Losing a Friend to Cancer

Article

Sometimes powerful, sometimes painful, there are lessons in cancer at every turn.

Her name was Laura. We’d been in touch for nearly 40 years. Long ago, I owned an entertainment agency that began in 1978, and she was one of the first performers I hired. Back then, there was a widespread phenomenon called “Singing Telegrams” that were hugely popular during the 80s. The idea was to send a singing, dancing, costumed character to help celebrate your event. We often performed in public places such as restaurants or nightclubs.

Laura had a few specialty acts that were both fabulous and professional. She did a great “Mae West” routine.

She was diagnosed with metastatic breast cancer six years before male breast cancer showed up in my body.

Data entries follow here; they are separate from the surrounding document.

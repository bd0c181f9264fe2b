//! Karma (component health) points.

use serde::{Deserialize, Serialize};

use super::Component;

/// Direction of the smoothed karma compared with a few laps earlier.
#[derive(Debug, Clone, Copy, Serialize, Deserialize, PartialEq, Eq, Hash)]
#[serde(rename_all = "lowercase")]
pub enum Trend {
    Improving,
    Degrading,
    Stable,
}

impl std::fmt::Display for Trend {
    fn fmt(&self, f: &mut std::fmt::Formatter<'_>) -> std::fmt::Result {
        match self {
            Trend::Improving => write!(f, "improving"),
            Trend::Degrading => write!(f, "degrading"),
            Trend::Stable => write!(f, "stable"),
        }
    }
}

/// Health score of one component at one lap. 1.0 = fully healthy.
///
/// Derived purely from the risk predictions of laps `<= lap`.
#[derive(Debug, Clone, PartialEq, Serialize, Deserialize)]
pub struct KarmaPoint {
    pub vehicle_id: String,
    pub component: Component,
    pub lap: u32,
    /// `1 - risk` for this lap alone, clipped to [0, 1].
    pub instant_score: f64,
    /// Exponentially smoothed score.
    pub karma_score: f64,
    pub trend: Trend,
}
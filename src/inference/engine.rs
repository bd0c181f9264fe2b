//! Risk Inference Engine
//!
//! Turns lap feature vectors into `RiskPrediction`s using the models in a
//! `ModelRegistry`. Every vector gets a prediction: absent inputs are
//! default-substituted and reported once per model as `FeatureMismatch`.

use std::collections::{BTreeMap, BTreeSet};

use super::registry::{ModelRegistry, OVERALL_MODEL_NAME};
use crate::config::InferenceConfig;
use crate::pipeline::{Diagnostics, PipelineWarning};
use crate::types::{ComponentRisk, LapFeatureVector, RiskLevel, RiskPrediction};

/// Coarse band of an overall probability.
pub fn risk_level(probability: f64, config: &InferenceConfig) -> RiskLevel {
    if probability > config.high_risk_threshold {
        RiskLevel::High
    } else if probability > config.medium_risk_threshold {
        RiskLevel::Medium
    } else {
        RiskLevel::Low
    }
}

/// Substituted features per model across a batch.
#[derive(Debug, Default)]
struct MismatchTracker {
    per_model: BTreeMap<String, (BTreeSet<String>, usize)>,
}

impl MismatchTracker {
    fn record(&mut self, model: &str, missing: Vec<String>) {
        if missing.is_empty() {
            return;
        }
        let entry = self.per_model.entry(model.to_string()).or_default();
        entry.0.extend(missing);
        entry.1 += 1;
    }

    fn report(self, diag: &mut Diagnostics) {
        for (model, (missing, laps)) in self.per_model {
            diag.push(PipelineWarning::FeatureMismatch {
                model,
                missing: missing.into_iter().collect(),
                laps,
            });
        }
    }
}

pub struct RiskEngine<'a> {
    registry: &'a ModelRegistry,
    config: &'a InferenceConfig,
}

impl<'a> RiskEngine<'a> {
    pub fn new(registry: &'a ModelRegistry, config: &'a InferenceConfig) -> Self {
        Self { registry, config }
    }

    /// Predict one lap. Substituted feature names are discarded.
    pub fn predict(&self, vector: &LapFeatureVector) -> RiskPrediction {
        self.predict_tracked(vector, &mut MismatchTracker::default())
    }

    /// Predict every lap, in input order.
    pub fn predict_all(
        &self,
        vectors: &[LapFeatureVector],
        diag: &mut Diagnostics,
    ) -> Vec<RiskPrediction> {
        let mut tracker = MismatchTracker::default();
        let predictions: Vec<RiskPrediction> = vectors
            .iter()
            .map(|v| self.predict_tracked(v, &mut tracker))
            .collect();
        tracker.report(diag);

        tracing::info!(
            laps = predictions.len(),
            overall = self.registry.overall().is_some(),
            components = ?self.registry.component_names(),
            "Risk inference complete"
        );
        predictions
    }

    fn predict_tracked(&self, vector: &LapFeatureVector, tracker: &mut MismatchTracker) -> RiskPrediction {
        let dnf_probability = self.registry.overall().map(|model| {
            let (p, missing) = model.predict(vector);
            tracker.record(OVERALL_MODEL_NAME, missing);
            p
        });

        let mut component_predictions = BTreeMap::new();
        for (component, model) in self.registry.components() {
            let (p, missing) = model.predict(vector);
            tracker.record(model.name(), missing);
            component_predictions.insert(component, p);
        }

        let most_at_risk_component = self.most_at_risk(&component_predictions);

        RiskPrediction {
            vehicle_id: vector.vehicle_id.clone(),
            lap: vector.lap,
            dnf_probability,
            risk_level: dnf_probability.map(|p| risk_level(p, self.config)),
            component_predictions,
            most_at_risk_component,
        }
    }

    /// Highest component probability above the materiality threshold. Ties
    /// go to the first component in declaration order.
    fn most_at_risk(
        &self,
        predictions: &BTreeMap<crate::types::Component, f64>,
    ) -> Option<ComponentRisk> {
        let mut best: Option<ComponentRisk> = None;
        for (&component, &probability) in predictions {
            if best.map_or(true, |b| probability > b.probability) {
                best = Some(ComponentRisk {
                    component,
                    probability,
                });
            }
        }
        best.filter(|b| b.probability > self.config.materiality_threshold)
    }
}
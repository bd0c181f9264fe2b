//! Karma Configuration Module
//!
//! Provides pipeline configuration loaded from TOML files.
//!
//! ## Loading Order
//!
//! 1. `KARMA_CONFIG` environment variable (path to TOML file)
//! 2. `karma_config.toml` in the current working directory
//! 3. Built-in defaults
//!
//! ## Usage
//!
//! The binary calls `config::init()` once at startup and reads it with
//! `config::get()`. Library stages take explicit config references so they
//! can be exercised without the global.
//!
//! ```ignore
//! config::init(KarmaConfig::load());
//! let alpha = config::get().karma.smoothing;
//! ```

mod karma_config;
pub mod defaults;
pub mod validation;

pub use karma_config::*;

use std::sync::OnceLock;

/// Global configuration, initialized once at startup.
static KARMA_CONFIG: OnceLock<KarmaConfig> = OnceLock::new();

/// Initialize the global configuration. Later calls are ignored.
pub fn init(config: KarmaConfig) {
    if KARMA_CONFIG.set(config).is_err() {
        tracing::warn!("config::init() called more than once, ignoring");
    }
}

/// Get the global configuration, falling back to built-in defaults when
/// `init()` was never called.
pub fn get() -> &'static KarmaConfig {
    KARMA_CONFIG.get_or_init(KarmaConfig::default)
}

/// Check whether the config has been initialized.
pub fn is_initialized() -> bool {
    KARMA_CONFIG.get().is_some()
}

We talked via email several times a year and it was about two years back when she first indicated that the clinical trials for her advanced cancer were running low on options.

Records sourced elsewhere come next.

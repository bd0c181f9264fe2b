//! Karma Stream Builder
//!
//! Per-component health series derived from risk predictions:
//!
//! ```text
//! instant(lap) = clamp(1 - p_component(lap), 0, 1)
//! karma(first) = instant(first)
//! karma(lap)   = s * karma(prev) + (1 - s) * instant(lap)
//! ```
//!
//! The fold restarts from the first lap on every call, so a series cut at
//! `max_lap` is exactly what it would have been had later laps never been
//! recorded. No smoothing state survives between calls.

use std::collections::BTreeMap;

use crate::config::KarmaStreamConfig;
use crate::types::{Component, KarmaPoint, RiskPrediction, Trend};

pub struct KarmaStreamBuilder<'a> {
    config: &'a KarmaStreamConfig,
}

impl<'a> KarmaStreamBuilder<'a> {
    pub fn new(config: &'a KarmaStreamConfig) -> Self {
        Self { config }
    }

    /// Karma points for every vehicle and component with laps `<= max_lap`,
    /// sorted by vehicle, component, lap.
    pub fn build(&self, predictions: &[RiskPrediction], max_lap: Option<u32>) -> Vec<KarmaPoint> {
        let mut by_vehicle: BTreeMap<&str, Vec<&RiskPrediction>> = BTreeMap::new();
        for p in predictions {
            if max_lap.map_or(true, |max| p.lap <= max) {
                by_vehicle.entry(p.vehicle_id.as_str()).or_default().push(p);
            }
        }

        by_vehicle
            .into_iter()
            .flat_map(|(vehicle_id, laps)| self.build_vehicle(vehicle_id, laps))
            .collect()
    }

    /// Series for one vehicle. `laps` may be in any order.
    fn build_vehicle(&self, vehicle_id: &str, mut laps: Vec<&RiskPrediction>) -> Vec<KarmaPoint> {
        laps.sort_by_key(|p| p.lap);

        let mut series: BTreeMap<Component, Vec<KarmaPoint>> = BTreeMap::new();
        for prediction in laps {
            for (&component, &risk) in &prediction.component_predictions {
                let points = series.entry(component).or_default();
                let point = self.next_point(vehicle_id, component, prediction.lap, risk, points);
                points.push(point);
            }
        }

        series.into_values().flatten().collect()
    }

    fn next_point(
        &self,
        vehicle_id: &str,
        component: Component,
        lap: u32,
        risk: f64,
        history: &[KarmaPoint],
    ) -> KarmaPoint {
        let instant = (1.0 - risk).clamp(0.0, 1.0);
        let karma = match history.last() {
            Some(prev) => {
                let s = self.config.smoothing;
                s * prev.karma_score + (1.0 - s) * instant
            }
            None => instant,
        };

        KarmaPoint {
            vehicle_id: vehicle_id.to_string(),
            component,
            lap,
            instant_score: instant,
            karma_score: karma,
            trend: self.trend(lap, karma, history),
        }
    }

    /// Compare with the latest point at least `trend_lookback_laps` earlier.
    fn trend(&self, lap: u32, karma: f64, history: &[KarmaPoint]) -> Trend {
        let Some(cutoff) = lap.checked_sub(self.config.trend_lookback_laps) else {
            return Trend::Stable;
        };
        let Some(reference) = history.iter().rev().find(|p| p.lap <= cutoff) else {
            return Trend::Stable;
        };

        let delta = karma - reference.karma_score;
        if delta > self.config.trend_deadband {
            Trend::Improving
        } else if delta < -self.config.trend_deadband {
            Trend::Degrading
        } else {
            Trend::Stable
        }
    }
}

/// Last point of each component series.
pub fn latest_by_component(points: &[KarmaPoint]) -> BTreeMap<Component, &KarmaPoint> {
    let mut latest: BTreeMap<Component, &KarmaPoint> = BTreeMap::new();
    for p in points {
        match latest.get(&p.component) {
            Some(current) if current.lap >= p.lap => {}
            _ => {
                latest.insert(p.component, p);
            }
        }
    }
    latest
}
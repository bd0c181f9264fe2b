//! Untyped CSV tables.
//!
//! Every input (telemetry, lap boundaries, race results) is first read into
//! a `RawTable` of trimmed string cells. Typing happens in the stages that
//! know what a column means.

use std::io::Read;
use std::path::Path;

use super::SchemaError;

/// Header plus string cells. Short records are padded with empty cells.
#[derive(Debug, Clone, PartialEq, Eq)]
pub struct RawTable {
    headers: Vec<String>,
    rows: Vec<Vec<String>>,
}

impl RawTable {
    /// Build a table directly (used by tests and in-memory callers).
    pub fn new(headers: Vec<String>, rows: Vec<Vec<String>>) -> Self {
        let width = headers.len();
        let rows = rows
            .into_iter()
            .map(|mut r| {
                r.resize(width, String::new());
                r
            })
            .collect();
        Self { headers, rows }
    }

    /// Read a CSV file. The delimiter (`,` or `;`) is sniffed from the header.
    pub fn from_path(path: &Path) -> Result<Self, SchemaError> {
        let bytes = std::fs::read(path).map_err(|source| SchemaError::Io {
            path: path.to_path_buf(),
            source,
        })?;
        Self::from_bytes(&bytes)
    }

    /// Parse CSV from an in-memory buffer (uploads).
    pub fn from_bytes(bytes: &[u8]) -> Result<Self, SchemaError> {
        let delimiter = sniff_delimiter(bytes);
        Self::from_reader(bytes, delimiter)
    }

    fn from_reader<R: Read>(reader: R, delimiter: u8) -> Result<Self, SchemaError> {
        let mut rdr = csv::ReaderBuilder::new()
            .delimiter(delimiter)
            .flexible(true)
            .trim(csv::Trim::All)
            .from_reader(reader);

        let headers: Vec<String> = rdr
            .headers()?
            .iter()
            .map(|h| h.trim_start_matches('\u{feff}').to_string())
            .collect();
        if headers.iter().all(|h| h.is_empty()) {
            return Err(SchemaError::EmptyTable);
        }

        let mut rows = Vec::new();
        for record in rdr.records() {
            let record = record?;
            if record.iter().all(str::is_empty) {
                continue;
            }
            rows.push(record.iter().map(str::to_string).collect());
        }

        Ok(Self::new(headers, rows))
    }

    pub fn headers(&self) -> &[String] {
        &self.headers
    }

    pub fn rows(&self) -> &[Vec<String>] {
        &self.rows
    }

    pub fn len(&self) -> usize {
        self.rows.len()
    }

    pub fn is_empty(&self) -> bool {
        self.rows.is_empty()
    }

    /// Index of `name`: exact match first, then case-insensitive.
    pub fn column_index(&self, name: &str) -> Option<usize> {
        self.headers
            .iter()
            .position(|h| h == name)
            .or_else(|| self.headers.iter().position(|h| h.eq_ignore_ascii_case(name)))
    }

    /// First candidate present in the header, with its index.
    pub fn resolve_column<'c>(&self, candidates: &'c [String]) -> Option<(usize, &'c str)> {
        candidates
            .iter()
            .filter(|c| !c.trim().is_empty())
            .find_map(|c| self.column_index(c).map(|idx| (idx, c.as_str())))
    }
}

/// Pick `;` when the header line has more semicolons than commas.
fn sniff_delimiter(bytes: &[u8]) -> u8 {
    let first_line = bytes.split(|&b| b == b'\n').next().unwrap_or_default();
    let commas = first_line.iter().filter(|&&b| b == b',').count();
    let semis = first_line.iter().filter(|&&b| b == b';').count();
    if semis > commas {
        b';'
    } else {
        b','
    }
}
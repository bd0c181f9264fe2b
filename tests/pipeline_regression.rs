//! Pipeline Regression Tests
//!
//! Runs small synthetic races through the full pipeline (normalize, laps,
//! features, inference) and asserts on the shape-independent results.

use mechanical_karma::config::KarmaConfig;
use mechanical_karma::inference::{LoadedModel, LogisticModel, ModelArtifact, ModelRegistry};
use mechanical_karma::ingest::{LapBoundaries, LapWindow, RaceResults, RawTable, TableShape};
use mechanical_karma::pipeline::{DataIntegrityWarning, Diagnostics, PipelineWarning};
use mechanical_karma::{Component, KarmaPipeline, LapAssignment, RiskLevel, SchemaError, SideInputs};

use chrono::{TimeZone, Utc};
use std::collections::BTreeMap;

const WIDE_CSV: &str = "\
vehicle_id,meta_time,lap,speed,nmot
V1,2024-05-04T14:00:00Z,1,100,5000
V1,2024-05-04T14:00:01Z,1,102,5100
V1,2024-05-04T14:00:02Z,1,101,5200
V1,2024-05-04T14:01:40Z,2,120,6000
V1,2024-05-04T14:01:41Z,2,124,6100
V2,2024-05-04T14:00:00Z,1,90,4800
";

const LONG_CSV: &str = "\
vehicle_id,meta_time,lap,telemetry_name,telemetry_value
V1,2024-05-04T14:00:00Z,1,speed,100
V1,2024-05-04T14:00:00Z,1,nmot,5000
V1,2024-05-04T14:00:01Z,1,nmot,5100
V1,2024-05-04T14:00:01Z,1,speed,102
V1,2024-05-04T14:00:02Z,1,speed,101
V1,2024-05-04T14:00:02Z,1,nmot,5200
V1,2024-05-04T14:01:40Z,2,speed,120
V1,2024-05-04T14:01:40Z,2,nmot,6000
V1,2024-05-04T14:01:41Z,2,speed,124
V1,2024-05-04T14:01:41Z,2,nmot,6100
V2,2024-05-04T14:00:00Z,1,speed,90
V2,2024-05-04T14:00:00Z,1,nmot,4800
";

fn table(csv: &str) -> RawTable {
    RawTable::from_bytes(csv.as_bytes()).expect("fixture CSV should parse")
}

She continued to work as a nurse in Oregon for as long as she could, supported in her race with survival by her husband, Herman. She had a deep connection with her church and her faith, and it made me happy to hear that she derived some comfort from that influence in her life.

Early this year, I received an email from her. It contained the usual medical news I was always eager to hear and some uplifting stories about her life in Oregon. She rarely complained of the intense side effects from her various experimental drug therapies, but I could tell that it was often quite unpleasant for her.

But in this particular correspondence she spoke of her husband and the difficulties she expected that he would experience after her passing; which had become a certainty at this point. There were no further “options” for her and she was expected to live for just another few months.

It didn’t surprise me to hear that her concerns were no longer for her own life, but for the life of her loved ones. My own wife died of ovarian cancer at the age of 47. I found out some months later from friends that she had also expressed similar concerns about me.

Laura asked if I would make a promise to her to be available for Herman, both as a friend and as a man who had experienced the loss of a spouse through cancer. Of course I agreed. Another few months went by. I sent an email that was not returned and knew that there were important moments in Laura’s life that she needed to focus on. I understood that our relationship was drawing to a close.

A few weeks back, I received a phone call from Herman, telling me that his wife was gone. We shared some memories of Laura and laughed a little. I spoke the words that I had learned were important from my own experience. I simply told him that I loved him. And I loved Laura. There’s no easy or time-tested way of saying goodbye. But the awkwardness that we sometimes feel disappears with honesty.

As a senior cancer survivor and a man whose future, like everyone’s, is unpredictable at best, I have learned to expect that these goodbyes will occur more and more frequently. As I ponder my own inevitable passing, I find it immensely heartening to learn from those who have gone before me.

I look at Laura’s death as a lesson, as a method, as an example of how I can choose to die also. She had the wisdom and perhaps the luxury in a sense, to create the event of her passing and orchestrate, at least to some degree, how things might go. I admired her for that. I loved her for that too.

Out of the 2,500 men who are diagnosed with breast cancer each year in the U.S., 450 of us will die. There’s no way around that number; at least for today. I hope that changes soon. But until then, there will be others to whom I will bid a fond farewell. And around the world, 7.6 million people who are loved by someone die of cancer each year. The way I see it, that means we have 7.6 million more reasons to find our cure.